Though several books list Bowman’s birth year according to a tradition as 1887, official records show his birthdate as November 9, 1886. He was born and lived in what was then a village in Tarrant County, TX. The area, originally named Bowman Springs (according to some sources Bowman Spring) after his grandfather, Isaac Gatewood Bowman (1820-1907), was renamed Webb around 1895. The origin of the Webb name is unknown. It is now a suburb in the southeast area of Arlington. Bowman’s parents divorced when he was young, and his mother moved the family to Fort Worth. Both his mother and sister were piano teachers.

A contemporary of Bowman, the ragtime pianist and composer Brun Campbell, published erroneous remarks about Bowman that were subsequently spread in other published narratives. Contrary to Campbell’s claims, Bowman did not lose a leg and did not die without heirs. In fact, when Brun wrote that, 24 claimants were involved in a lawsuit establishing the legitimate heirs.

Although many sources indicate Bowman lost a leg when he tried to hop a train, that event happened to his cousin and resulted in a lawsuit ultimately decided by the Texas Supreme Court.

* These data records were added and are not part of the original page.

//! JSON-lines wire types.
//!
//! Requests arrive one per stdin line, tagged by `"command"`. Responses and
//! adapter events leave one per stdout line, tagged by `"type"`. A request may
//! carry an `id`, which is echoed on its response.

use std::path::{Path, PathBuf};

use serde::{Deserialize, Serialize};

use cmbridge_adapter::{AdapterEvent, DiagnosticsSnapshot, SessionStopReason};
use cmbridge_types::{CmDiagnostic, Location};

#[derive(Debug, Deserialize)]
pub struct Envelope {
    #[serde(default)]
    pub id: Option<u64>,
    #[serde(flatten)]
    pub request: Request,
}

const fn default_true() -> bool {
    true
}

#[derive(Debug, Deserialize, PartialEq, Eq)]
#[serde(tag = "command", rename_all = "snake_case")]
pub enum Request {
    Start,
    Stop,
    Reset,
    Clean,
    CleanCmx,
    CompileFile {
        file: PathBuf,
    },
    CompileWorkspace {
        dir: PathBuf,
    },
    CompileFolders {
        dirs: Vec<PathBuf>,
    },
    RunCurrentFile {
        file: PathBuf,
    },
    LoadAllKnown {
        file: PathBuf,
    },
    Run {
        code: String,
    },
    RunIfStarted {
        code: String,
    },
    RunStatement {
        code: String,
        success: String,
        #[serde(default)]
        failure: Option<String>,
        #[serde(default = "default_true")]
        start: bool,
        #[serde(default)]
        do_not_clear: bool,
    },
    Goto {
        file: PathBuf,
        offset: usize,
    },
    QuitDebug,
    OutputFile {
        enabled: bool,
    },
    Diagnostics,
    Shutdown,
}

#[derive(Debug, Serialize)]
pub struct FileDiagnostics {
    pub uri: String,
    pub items: Vec<CmDiagnostic>,
}

#[derive(Debug, Serialize)]
#[serde(tag = "type", rename_all = "snake_case")]
pub enum Message {
    Ok {
        #[serde(skip_serializing_if = "Option::is_none")]
        id: Option<u64>,
        #[serde(skip_serializing_if = "Option::is_none")]
        uri: Option<String>,
    },
    Error {
        #[serde(skip_serializing_if = "Option::is_none")]
        id: Option<u64>,
        message: String,
    },
    Location {
        #[serde(skip_serializing_if = "Option::is_none")]
        id: Option<u64>,
        uri: String,
        line: u32,
        col: u32,
    },
    Statement {
        #[serde(skip_serializing_if = "Option::is_none")]
        id: Option<u64>,
        outcome: StatementReply,
        #[serde(skip_serializing_if = "Option::is_none")]
        line: Option<String>,
    },
    Snapshot {
        #[serde(skip_serializing_if = "Option::is_none")]
        id: Option<u64>,
        errors: usize,
        warnings: usize,
        status: String,
        files: Vec<FileDiagnostics>,
    },
    Output {
        line: String,
    },
    OutputCleared,
    Diagnostics {
        uri: String,
        items: Vec<CmDiagnostic>,
    },
    DiagnosticsCleared,
    Notification {
        message: String,
    },
    SessionStopped {
        reason: String,
    },
}

#[derive(Debug, Clone, Copy, Serialize, PartialEq, Eq)]
#[serde(rename_all = "lowercase")]
pub enum StatementReply {
    Matched,
    Skipped,
}

impl Message {
    pub fn ok(id: Option<u64>) -> Self {
        Self::Ok { id, uri: None }
    }

    pub fn ok_with_path(id: Option<u64>, path: &Path) -> Self {
        Self::Ok {
            id,
            uri: Some(path_to_uri(path)),
        }
    }

    pub fn error(id: Option<u64>, message: impl Into<String>) -> Self {
        Self::Error {
            id,
            message: message.into(),
        }
    }

    pub fn location(id: Option<u64>, location: &Location) -> Self {
        Self::Location {
            id,
            uri: path_to_uri(location.path()),
            line: location.line(),
            col: location.col(),
        }
    }

    pub fn snapshot(id: Option<u64>, snapshot: &DiagnosticsSnapshot) -> Self {
        Self::Snapshot {
            id,
            errors: snapshot.error_count(),
            warnings: snapshot.warning_count(),
            status: snapshot.status_string(),
            files: snapshot
                .files()
                .iter()
                .map(|(path, items)| FileDiagnostics {
                    uri: path_to_uri(path),
                    items: items.clone(),
                })
                .collect(),
        }
    }

    pub fn from_event(event: &AdapterEvent) -> Self {
        match event {
            AdapterEvent::Output(line) => Self::Output { line: line.clone() },
            AdapterEvent::OutputCleared => Self::OutputCleared,
            AdapterEvent::Diagnostics { path, items } => Self::Diagnostics {
                uri: path_to_uri(path),
                items: items.clone(),
            },
            AdapterEvent::DiagnosticsCleared => Self::DiagnosticsCleared,
            AdapterEvent::Notification(message) => Self::Notification {
                message: message.clone(),
            },
            AdapterEvent::SessionStopped { reason } => Self::SessionStopped {
                reason: match reason {
                    SessionStopReason::Exited => "exited".to_string(),
                    SessionStopReason::Failed(e) => format!("failed: {e}"),
                },
            },
        }
    }
}

/// `file://` URI for `path`; relative paths fall back to their plain form.
pub fn path_to_uri(path: &Path) -> String {
    url::Url::from_file_path(path)
        .map_or_else(|()| path.display().to_string(), |url| url.to_string())
}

In his teens and early twenties, Bowman traveled around as a pianist, and was also an arranger for popular orchestras. He lived together with his sister, Miss Mary M. Bowman, who wrote a part of Twelfth Street Rag. Bowman sold the copyright to the song for just $100.

Many years later he regained the copyright, having lost out on the royalties earned by the publisher through the many successful interpretations of that rag by artists like Louis Armstrong (1927), Bennie Moten (1927), Duke Ellington (1931), and Pee Wee Hunt (1948). Other works of his include Petticoat Lane Rag, Colorado Blues, Kansas City Blues, Fort Worth Blues, Tipperary Blues, Shamrock Rag, White Lily Dreams, and Old Glory On Its Way.